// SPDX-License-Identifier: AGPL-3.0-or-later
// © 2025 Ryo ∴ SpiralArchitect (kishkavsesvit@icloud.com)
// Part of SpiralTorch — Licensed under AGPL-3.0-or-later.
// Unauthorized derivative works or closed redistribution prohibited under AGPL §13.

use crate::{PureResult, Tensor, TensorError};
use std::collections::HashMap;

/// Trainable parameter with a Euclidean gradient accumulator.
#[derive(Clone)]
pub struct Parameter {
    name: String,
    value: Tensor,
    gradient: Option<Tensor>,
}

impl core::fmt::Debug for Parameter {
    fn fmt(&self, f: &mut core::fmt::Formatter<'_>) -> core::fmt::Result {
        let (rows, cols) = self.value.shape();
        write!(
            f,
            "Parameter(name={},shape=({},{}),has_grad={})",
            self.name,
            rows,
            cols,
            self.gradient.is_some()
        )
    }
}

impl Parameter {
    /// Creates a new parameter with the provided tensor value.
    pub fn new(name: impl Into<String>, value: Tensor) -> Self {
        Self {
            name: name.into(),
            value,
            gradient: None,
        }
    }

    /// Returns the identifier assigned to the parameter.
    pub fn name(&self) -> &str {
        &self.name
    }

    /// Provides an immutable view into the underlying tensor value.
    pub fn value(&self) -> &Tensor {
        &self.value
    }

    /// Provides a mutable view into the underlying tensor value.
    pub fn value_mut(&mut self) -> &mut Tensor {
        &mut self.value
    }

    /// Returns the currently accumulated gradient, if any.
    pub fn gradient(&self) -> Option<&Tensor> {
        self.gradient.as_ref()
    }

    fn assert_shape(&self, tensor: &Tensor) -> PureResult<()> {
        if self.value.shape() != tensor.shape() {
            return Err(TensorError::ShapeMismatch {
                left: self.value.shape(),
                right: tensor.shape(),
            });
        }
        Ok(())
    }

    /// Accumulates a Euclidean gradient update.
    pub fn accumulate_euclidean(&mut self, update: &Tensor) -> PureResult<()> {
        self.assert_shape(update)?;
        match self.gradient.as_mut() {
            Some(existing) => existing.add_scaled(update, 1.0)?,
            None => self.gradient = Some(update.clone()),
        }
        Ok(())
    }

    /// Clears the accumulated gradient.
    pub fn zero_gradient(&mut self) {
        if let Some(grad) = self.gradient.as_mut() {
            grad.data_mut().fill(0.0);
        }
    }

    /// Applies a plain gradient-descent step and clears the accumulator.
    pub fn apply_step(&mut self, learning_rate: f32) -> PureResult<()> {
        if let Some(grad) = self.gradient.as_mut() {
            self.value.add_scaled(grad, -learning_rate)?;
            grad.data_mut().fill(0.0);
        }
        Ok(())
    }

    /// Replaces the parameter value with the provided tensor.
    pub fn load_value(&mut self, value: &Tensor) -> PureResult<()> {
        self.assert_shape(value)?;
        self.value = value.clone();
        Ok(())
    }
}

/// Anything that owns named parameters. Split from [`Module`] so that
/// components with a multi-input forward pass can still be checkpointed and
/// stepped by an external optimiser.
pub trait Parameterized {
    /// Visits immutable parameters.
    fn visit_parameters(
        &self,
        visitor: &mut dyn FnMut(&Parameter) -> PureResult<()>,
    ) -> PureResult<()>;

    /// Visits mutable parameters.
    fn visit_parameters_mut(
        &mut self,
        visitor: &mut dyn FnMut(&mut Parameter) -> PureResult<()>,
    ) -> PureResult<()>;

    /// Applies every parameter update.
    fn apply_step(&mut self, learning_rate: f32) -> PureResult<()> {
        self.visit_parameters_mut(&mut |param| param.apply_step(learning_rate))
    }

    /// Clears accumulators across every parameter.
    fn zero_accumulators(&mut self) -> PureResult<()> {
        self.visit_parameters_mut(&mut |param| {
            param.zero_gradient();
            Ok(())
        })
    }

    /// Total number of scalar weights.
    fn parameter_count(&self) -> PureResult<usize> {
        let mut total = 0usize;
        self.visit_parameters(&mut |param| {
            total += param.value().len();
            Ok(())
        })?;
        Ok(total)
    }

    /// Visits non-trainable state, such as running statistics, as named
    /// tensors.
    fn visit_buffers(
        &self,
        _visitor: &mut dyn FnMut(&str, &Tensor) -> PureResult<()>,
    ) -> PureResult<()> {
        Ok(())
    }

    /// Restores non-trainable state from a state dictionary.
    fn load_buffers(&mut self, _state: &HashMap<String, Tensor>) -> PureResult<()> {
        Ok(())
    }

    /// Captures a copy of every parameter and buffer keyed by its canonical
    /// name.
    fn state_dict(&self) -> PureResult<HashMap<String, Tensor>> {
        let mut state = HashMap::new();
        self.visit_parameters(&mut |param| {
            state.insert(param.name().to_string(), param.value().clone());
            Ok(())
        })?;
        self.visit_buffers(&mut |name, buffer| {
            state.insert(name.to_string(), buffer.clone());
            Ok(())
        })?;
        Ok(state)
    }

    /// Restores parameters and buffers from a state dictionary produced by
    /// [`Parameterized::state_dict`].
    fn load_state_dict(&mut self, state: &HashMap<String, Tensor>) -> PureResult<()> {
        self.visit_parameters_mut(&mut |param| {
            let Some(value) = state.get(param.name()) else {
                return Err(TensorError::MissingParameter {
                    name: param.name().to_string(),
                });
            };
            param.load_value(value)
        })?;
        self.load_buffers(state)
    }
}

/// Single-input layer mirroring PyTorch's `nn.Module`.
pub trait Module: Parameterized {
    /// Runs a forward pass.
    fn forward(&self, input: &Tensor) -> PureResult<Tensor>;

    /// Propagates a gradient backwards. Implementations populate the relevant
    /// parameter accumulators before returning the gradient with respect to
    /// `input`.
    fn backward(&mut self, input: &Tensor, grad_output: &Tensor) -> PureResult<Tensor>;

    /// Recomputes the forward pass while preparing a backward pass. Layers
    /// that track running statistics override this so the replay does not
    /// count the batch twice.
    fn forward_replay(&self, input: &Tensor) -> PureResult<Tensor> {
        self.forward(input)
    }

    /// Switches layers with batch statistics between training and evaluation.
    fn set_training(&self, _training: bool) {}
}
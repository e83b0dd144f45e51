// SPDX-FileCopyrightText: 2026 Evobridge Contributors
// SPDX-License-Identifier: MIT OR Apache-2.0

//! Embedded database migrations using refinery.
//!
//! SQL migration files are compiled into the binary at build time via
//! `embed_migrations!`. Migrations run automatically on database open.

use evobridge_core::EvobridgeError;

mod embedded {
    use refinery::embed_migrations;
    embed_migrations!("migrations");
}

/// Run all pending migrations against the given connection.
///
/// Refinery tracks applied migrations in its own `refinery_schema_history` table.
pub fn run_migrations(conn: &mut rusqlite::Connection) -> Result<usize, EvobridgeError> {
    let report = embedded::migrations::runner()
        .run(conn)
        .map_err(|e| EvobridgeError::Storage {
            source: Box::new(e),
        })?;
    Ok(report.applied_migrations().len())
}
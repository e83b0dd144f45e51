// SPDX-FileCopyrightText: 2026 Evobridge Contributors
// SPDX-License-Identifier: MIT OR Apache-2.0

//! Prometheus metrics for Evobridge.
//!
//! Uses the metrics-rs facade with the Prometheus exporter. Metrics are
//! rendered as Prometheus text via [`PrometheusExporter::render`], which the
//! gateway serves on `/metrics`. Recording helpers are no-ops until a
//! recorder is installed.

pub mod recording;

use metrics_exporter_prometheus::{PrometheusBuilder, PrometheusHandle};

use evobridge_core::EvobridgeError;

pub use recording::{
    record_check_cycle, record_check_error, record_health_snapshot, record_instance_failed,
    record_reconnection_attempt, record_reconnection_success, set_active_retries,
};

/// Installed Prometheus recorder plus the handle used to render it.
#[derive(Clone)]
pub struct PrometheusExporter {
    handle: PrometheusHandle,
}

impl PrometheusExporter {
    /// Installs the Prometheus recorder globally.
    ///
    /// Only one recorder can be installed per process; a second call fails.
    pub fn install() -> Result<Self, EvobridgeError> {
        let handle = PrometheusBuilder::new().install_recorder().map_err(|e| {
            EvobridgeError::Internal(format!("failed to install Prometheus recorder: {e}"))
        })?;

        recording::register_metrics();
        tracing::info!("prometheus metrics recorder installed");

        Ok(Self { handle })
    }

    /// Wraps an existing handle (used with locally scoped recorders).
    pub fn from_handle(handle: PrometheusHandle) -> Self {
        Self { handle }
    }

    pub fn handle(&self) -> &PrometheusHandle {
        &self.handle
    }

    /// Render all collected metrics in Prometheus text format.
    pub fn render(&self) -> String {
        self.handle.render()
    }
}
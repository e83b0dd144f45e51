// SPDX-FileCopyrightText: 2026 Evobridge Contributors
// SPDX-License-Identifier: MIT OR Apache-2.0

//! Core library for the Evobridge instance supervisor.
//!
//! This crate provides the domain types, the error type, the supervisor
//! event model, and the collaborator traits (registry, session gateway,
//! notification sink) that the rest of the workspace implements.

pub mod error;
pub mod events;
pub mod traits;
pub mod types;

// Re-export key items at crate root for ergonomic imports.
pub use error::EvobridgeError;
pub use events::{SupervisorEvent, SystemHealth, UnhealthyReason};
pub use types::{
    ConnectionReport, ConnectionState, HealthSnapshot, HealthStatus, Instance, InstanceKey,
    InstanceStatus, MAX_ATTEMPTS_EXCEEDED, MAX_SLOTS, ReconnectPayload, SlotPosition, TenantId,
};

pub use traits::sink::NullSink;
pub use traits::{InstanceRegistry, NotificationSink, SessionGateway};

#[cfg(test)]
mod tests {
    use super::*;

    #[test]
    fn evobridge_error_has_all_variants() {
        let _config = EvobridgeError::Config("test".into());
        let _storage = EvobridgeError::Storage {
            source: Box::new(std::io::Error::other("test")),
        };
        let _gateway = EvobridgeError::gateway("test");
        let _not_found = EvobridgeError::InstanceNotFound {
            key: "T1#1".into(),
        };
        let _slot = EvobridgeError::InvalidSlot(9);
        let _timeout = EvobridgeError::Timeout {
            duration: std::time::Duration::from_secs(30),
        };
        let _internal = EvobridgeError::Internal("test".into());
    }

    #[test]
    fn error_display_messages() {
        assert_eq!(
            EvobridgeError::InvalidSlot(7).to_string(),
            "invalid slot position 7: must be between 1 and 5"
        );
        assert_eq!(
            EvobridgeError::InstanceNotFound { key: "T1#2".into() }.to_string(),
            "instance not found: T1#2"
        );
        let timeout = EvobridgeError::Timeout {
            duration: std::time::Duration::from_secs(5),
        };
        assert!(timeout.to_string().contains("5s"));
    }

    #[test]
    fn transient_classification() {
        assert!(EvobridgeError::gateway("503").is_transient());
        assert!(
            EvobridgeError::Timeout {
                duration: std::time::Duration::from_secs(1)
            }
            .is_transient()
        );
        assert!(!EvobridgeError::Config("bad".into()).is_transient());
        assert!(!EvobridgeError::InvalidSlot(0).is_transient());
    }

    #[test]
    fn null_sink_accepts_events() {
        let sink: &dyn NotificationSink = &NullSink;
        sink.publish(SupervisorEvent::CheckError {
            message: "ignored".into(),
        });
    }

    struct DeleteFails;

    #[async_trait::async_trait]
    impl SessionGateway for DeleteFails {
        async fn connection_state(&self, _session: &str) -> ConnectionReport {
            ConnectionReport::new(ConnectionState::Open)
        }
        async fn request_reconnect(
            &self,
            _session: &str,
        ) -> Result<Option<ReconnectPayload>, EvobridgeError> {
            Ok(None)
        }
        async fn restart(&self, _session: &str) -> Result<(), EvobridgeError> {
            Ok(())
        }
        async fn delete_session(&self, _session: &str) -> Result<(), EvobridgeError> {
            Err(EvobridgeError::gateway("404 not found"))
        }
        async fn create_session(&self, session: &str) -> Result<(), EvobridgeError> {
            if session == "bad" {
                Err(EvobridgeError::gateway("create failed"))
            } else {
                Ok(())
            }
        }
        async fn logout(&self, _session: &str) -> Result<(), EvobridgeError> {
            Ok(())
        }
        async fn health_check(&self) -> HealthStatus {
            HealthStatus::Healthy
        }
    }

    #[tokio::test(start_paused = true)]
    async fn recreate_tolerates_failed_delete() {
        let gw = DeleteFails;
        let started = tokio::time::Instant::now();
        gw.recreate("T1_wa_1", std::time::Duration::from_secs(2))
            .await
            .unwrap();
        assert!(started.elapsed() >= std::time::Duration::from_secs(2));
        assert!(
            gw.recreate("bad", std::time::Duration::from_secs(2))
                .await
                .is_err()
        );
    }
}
· · ·
Which lines of the data contain "Returns"? Copy them all.

Exercise output =
    /// Returns the identifier assigned to the parameter.
    /// Returns the currently accumulated gradient, if any.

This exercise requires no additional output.